Let $G_{n}$ denote the grouping of this $2n$ numbers, $$\frac{1}{2n-1},\frac{1}{2n-3},...,\frac{1}{3},1,-1,-\frac{1}{3},\cdots,-\frac{1}{2n-1}$$

We take a strictly increasing sequence of positive integers ${\lambda_n}$ and consider the groups $G_{\lambda_1},G_{\lambda_2},\cdots,$. We multiply each number of the group $G_{\lambda_n}$ by $n^{-2}$ and obtain the sequence $$\frac{1}{1^{2}(2\lambda_{1}-1)}, \cdots,-\frac{1}{1^{2}(2\lambda_{1}-1)}, \frac{1}{2^{2}(2\lambda_{2}-1)},...,-\frac{1}{2^2(2\lambda_{2}-1)},....,$$

say $\alpha_{1},\alpha_{2},\cdots$. Our aim is to show that $$\sum\limits_{n=1}^{\infty} \alpha_{n} \cos{nx}$$ is the fourier series of a continuous function. We group the terms in the following way $$\sum\limits_{n=1}^{2\lambda_{1}} \alpha_{n} \cos{nx} + \sum\limits_{n=2\lambda_{1}+1}^{2\lambda_{1}+2\lambda_{2}} \alpha_{n}\cos{nx} + \sum\limits_{n=2\lambda_{1}+2\lambda_{2}+1}^{2\lambda_{1}+2\lambda_{2}+2\lambda_{3}} \alpha_{n} \cos{nx}\cdots$$

The last series can be written as $$\sum\limits_{n=1}^{2\lambda_{1}} \alpha_{n} \cos{nx} + \sum\limits_{n=2}^{\infty} \frac{\phi(\lambda_{n},2\lambda_{1}+2\lambda_{2} + \cdots + 2\lambda_{n-1},x)}{n^2}$$

where $$\phi(n,r,x)= \frac{\cos{(r+1)x}}{2n-1} + \frac{\cos{(r+2)x}}{2n-3} + \cdots + \frac{\cos{(r+n)x}}{1} - \frac{\cos{(r+n+1)x}}{1} - \cdots - \frac{\cos{(r+2n)x}}{2n-1}$$

Now one can show that there is a constant $M$ (independent of $n,r$ and $x$) such that $|\phi(n,r,x)|\leq M$. From this it follows that the grouped series $$\sum\limits_{n=1}^{2\lambda_{1}} \alpha_{n} \cos{nx} + \sum\limits_{n=2}^{\infty} \frac{\phi(\lambda_{n},2\lambda_{1}+2\lambda_{2} + \cdots + 2\lambda_{n-1},x)}{n^2}$$ converges absolutely on $\mathbb{R}$, say to $f(x)$, and $f$ is continuous on $\mathbb{R}$. It is also easy to check that $$f(x) \sim \sum\limits_{n=1}^{\infty} \alpha_{n} \cos{nx}$$

We shall finally show that ${\lambda_n}$ can be chose so that the above series diverges at zero, that is $S_{n} = \alpha_{1} + \alpha_{2} + \cdots + \alpha_{n}$ diverges to infinity.

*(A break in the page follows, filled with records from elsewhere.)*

impl<R: Record> CollectionAdmin<R> {
    /// Build an admin over `store`, announcing writes on `events`.
    #[must_use]
    pub const fn new(store: SharedContentStore, events: EventBus) -> Self {
        Self {
            store,
            events,
            _record: PhantomData,
        }
    }

    fn live(&self) -> Query {
        let query = Query::from(R::TABLE);
        if R::SOFT_DELETE {
            query.is_null("deleted_at")
        } else {
            query
        }
    }

    fn listed(&self) -> Query {
        match R::ORDERING {
            ListOrder::Indexed => self
                .live()
                .order("order_index", Direction::Asc)
                .order("created_at", Direction::Asc),
            ListOrder::NewestFirst => self.live().order("created_at", Direction::Desc),
        }
    }

    fn publish(&self, id: Option<Uuid>, action: ContentAction) {
        self.events.publish(Event::ContentChanged {
            table: R::TABLE.as_str().to_string(),
            id,
            action,
        });
    }

    fn decode(row: Row) -> Result<R, AdminError> {
        from_row(R::TABLE, row).map_err(store_error("decode"))
    }

    /// Every live item in listing order.
    ///
    /// # Errors
    ///
    /// Returns [`AdminError::Store`] when the fetch or decode fails.
    pub async fn load(&self) -> Result<Vec<R>, AdminError> {
        let rows = self
            .store
            .select(&self.listed())
            .await
            .map_err(store_error("collection.load"))?;
        rows.into_iter().map(Self::decode).collect()
    }

    /// Items plus per-bucket statistics.
    ///
    /// # Errors
    ///
    /// Same as [`CollectionAdmin::load`].
    pub async fn page(&self) -> Result<CollectionPage<R>, AdminError> {
        let items = self.load().await?;
        let mut stats = BTreeMap::new();
        for key in items.iter().filter_map(Record::stat_key) {
            *stats.entry(key).or_insert(0) += 1;
        }
        Ok(CollectionPage { items, stats })
    }

    /// One live item by id.
    ///
    /// # Errors
    ///
    /// Returns [`AdminError::Store`] when the fetch or decode fails.
    pub async fn get(&self, id: Uuid) -> Result<Option<R>, AdminError> {
        self.store
            .select_one(&self.live().id(id))
            .await
            .map_err(store_error("collection.get"))?
            .map(Self::decode)
            .transpose()
    }

    /// Validate `draft`, then insert it at the end of the list or update the
    /// item being edited.
    ///
    /// New items get `order_index` equal to the current item count; edits
    /// leave it unchanged.
    ///
    /// # Errors
    ///
    /// Returns [`AdminError::Invalid`] without writing when validation fails,
    /// [`AdminError::NotFound`] when `editing` names no live item, and
    /// [`AdminError::Store`] when the write fails.
    pub async fn submit(&self, draft: R::Draft, editing: Option<Uuid>) -> Result<R, AdminError> {
        draft.validate()?;
        let mut row = to_row(R::TABLE, &draft).map_err(store_error("draft.encode"))?;

        if let Some(id) = editing {
            let updated = self
                .store
                .update(&self.live().id(id), row)
                .await
                .map_err(store_error("collection.update"))?;
            let row = updated.into_iter().next().ok_or(AdminError::NotFound {
                table: R::TABLE,
                id,
            })?;
            self.publish(Some(id), ContentAction::Updated);
            info!(kind = R::LABEL, %id, "record updated");
            return Self::decode(row);
        }

        if R::ORDERING == ListOrder::Indexed {
            let position = self
                .store
                .count(&self.live())
                .await
                .map_err(store_error("collection.count"))?;
            row.insert("order_index".into(), Value::from(position));
        }
        let inserted = self
            .store
            .insert(R::TABLE, row)
            .await
            .map_err(store_error("collection.insert"))?;
        let record = Self::decode(inserted)?;
        self.publish(Some(record.id()), ContentAction::Created);
        info!(kind = R::LABEL, id = %record.id(), "record created");
        Ok(record)
    }

    /// Remove an item once the user has confirmed.
    ///
    /// Soft-deleted collections stamp `deleted_at` on a live row only, so a
    /// repeated delete of the same id reports [`DeleteOutcome::Missing`].
    ///
    /// # Errors
    ///
    /// Returns [`AdminError::Store`] when the write fails.
    pub async fn delete(&self, id: Uuid, confirmed: bool) -> Result<DeleteOutcome, AdminError> {
        if !confirmed {
            debug!(kind = R::LABEL, %id, "delete not confirmed");
            return Ok(DeleteOutcome::Unconfirmed);
        }

        let outcome = if R::SOFT_DELETE {
            let mut patch = Row::new();
            patch.insert("deleted_at".into(), Value::String(Utc::now().to_rfc3339()));
            let archived = self
                .store
                .update(&self.live().id(id), patch)
                .await
                .map_err(store_error("collection.archive"))?;
            if archived.is_empty() {
                DeleteOutcome::Missing
            } else {
                DeleteOutcome::Archived
            }
        } else {
            let removed = self
                .store
                .delete(&self.live().id(id))
                .await
                .map_err(store_error("collection.delete"))?;
            if removed == 0 {
                DeleteOutcome::Missing
            } else {
                DeleteOutcome::Removed
            }
        };

        match outcome {
            DeleteOutcome::Archived => self.publish(Some(id), ContentAction::Archived),
            DeleteOutcome::Removed => self.publish(Some(id), ContentAction::Deleted),
            DeleteOutcome::Missing | DeleteOutcome::Unconfirmed => {}
        }
        info!(kind = R::LABEL, %id, outcome = ?outcome, "delete handled");
        Ok(outcome)
    }

    /// Flip `is_visible`, writing only that column.
    ///
    /// # Errors
    ///
    /// Returns [`AdminError::Unsupported`] for collections without a
    /// visibility flag, [`AdminError::NotFound`] for unknown ids, and
    /// [`AdminError::Store`] when the write fails.
    pub async fn toggle_visibility(&self, id: Uuid) -> Result<R, AdminError> {
        if !R::HAS_VISIBILITY {
            return Err(AdminError::Unsupported {
                table: R::TABLE,
                operation: "toggle_visibility",
            });
        }
        let current = self
            .store
            .select_one(&self.live().id(id))
            .await
            .map_err(store_error("collection.get"))?
            .ok_or(AdminError::NotFound {
                table: R::TABLE,
                id,
            })?;
        let visible = current
            .get("is_visible")
            .and_then(Value::as_bool)
            .unwrap_or(false);

        let mut patch = Row::new();
        patch.insert("is_visible".into(), Value::Bool(!visible));
        let updated = self
            .store
            .update(&self.live().id(id), patch)
            .await
            .map_err(store_error("collection.toggle"))?;
        let row = updated.into_iter().next().ok_or(AdminError::NotFound {
            table: R::TABLE,
            id,
        })?;
        self.publish(Some(id), ContentAction::Updated);
        Self::decode(row)
    }

    /// Set `order_index` to each id's position in `ids`.
    ///
    /// # Errors
    ///
    /// Returns [`AdminError::Unsupported`] for collections listed by creation
    /// time and [`AdminError::Store`] on the first failing write.
    pub async fn reorder(&self, ids: &[Uuid]) -> Result<Vec<R>, AdminError> {
        if R::ORDERING != ListOrder::Indexed {
            return Err(AdminError::Unsupported {
                table: R::TABLE,
                operation: "reorder",
            });
        }
        for (position, id) in ids.iter().enumerate() {
            let mut patch = Row::new();
            patch.insert("order_index".into(), Value::from(position));
            self.store
                .update(&self.live().id(*id), patch)
                .await
                .map_err(store_error("collection.reorder"))?;
        }
        self.publish(None, ContentAction::Reordered);
        self.load().await
    }

    /// Save a whole list from a batch editor, one item at a time.
    ///
    /// Positions in `items` become `order_index`. Items that fail validation
    /// or whose write fails are reported and skipped; the rest are saved.
    pub async fn save_all(&self, items: Vec<BatchItem<R::Draft>>) -> BatchSaveReport<R> {
        let mut report = BatchSaveReport {
            saved: Vec::with_capacity(items.len()),
            failed: Vec::new(),
        };

        for (index, item) in items.into_iter().enumerate() {
            match self.save_item(index, &item).await {
                Ok(record) => report.saved.push(record),
                Err(err) => {
                    let issues = match &err {
                        AdminError::Invalid(errors) => errors.issues.clone(),
                        _ => Vec::new(),
                    };
                    report.failed.push(BatchItemFailure {
                        index,
                        id: item.id.clone(),
                        reason: err.to_string(),
                        issues,
                    });
                }
            }
        }

        if !report.saved.is_empty() {
            self.publish(None, ContentAction::Updated);
        }
        info!(
            kind = R::LABEL,
            saved = report.saved.len(),
            failed = report.failed.len(),
            "batch save finished"
        );
        report
    }

    async fn save_item(&self, index: usize, item: &BatchItem<R::Draft>) -> Result<R, AdminError> {
        item.draft.validate()?;
        let mut row = to_row(R::TABLE, &item.draft).map_err(store_error("draft.encode"))?;
        if R::ORDERING == ListOrder::Indexed {
            row.insert("order_index".into(), Value::from(index));
        }

        let row = match item.existing_id() {
            Some(id) => self
                .store
                .update(&self.live().id(id), row)
                .await
                .map_err(store_error("collection.update"))?
                .into_iter()
                .next()
                .ok_or(AdminError::NotFound {
                    table: R::TABLE,
                    id,
                })?,
            None => self
                .store
                .insert(R::TABLE, row)
                .await
                .map_err(store_error("collection.insert"))?,
        };
        Self::decode(row)
    }
}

Since $$S_{2\lambda_{1}+2\lambda_{2}+ \cdots + 2 \lambda_{n-1} + \lambda_{n}} = \frac{1}{n^2} \Bigl( \frac{1}{2\lambda_{n}-1} + \cdots + \frac{1}{3} + 1 \Bigr)$$ behaves as $\frac{\ln{\lambda_{n}}}{{2n^{2}}}$ as $n \to \infty$, it is enough to take $\lambda_{n}=n^{n^2}$. Then the fourier series does not converge to $f$ at $x=2k\pi, \ k\in \mathbb{Z}$.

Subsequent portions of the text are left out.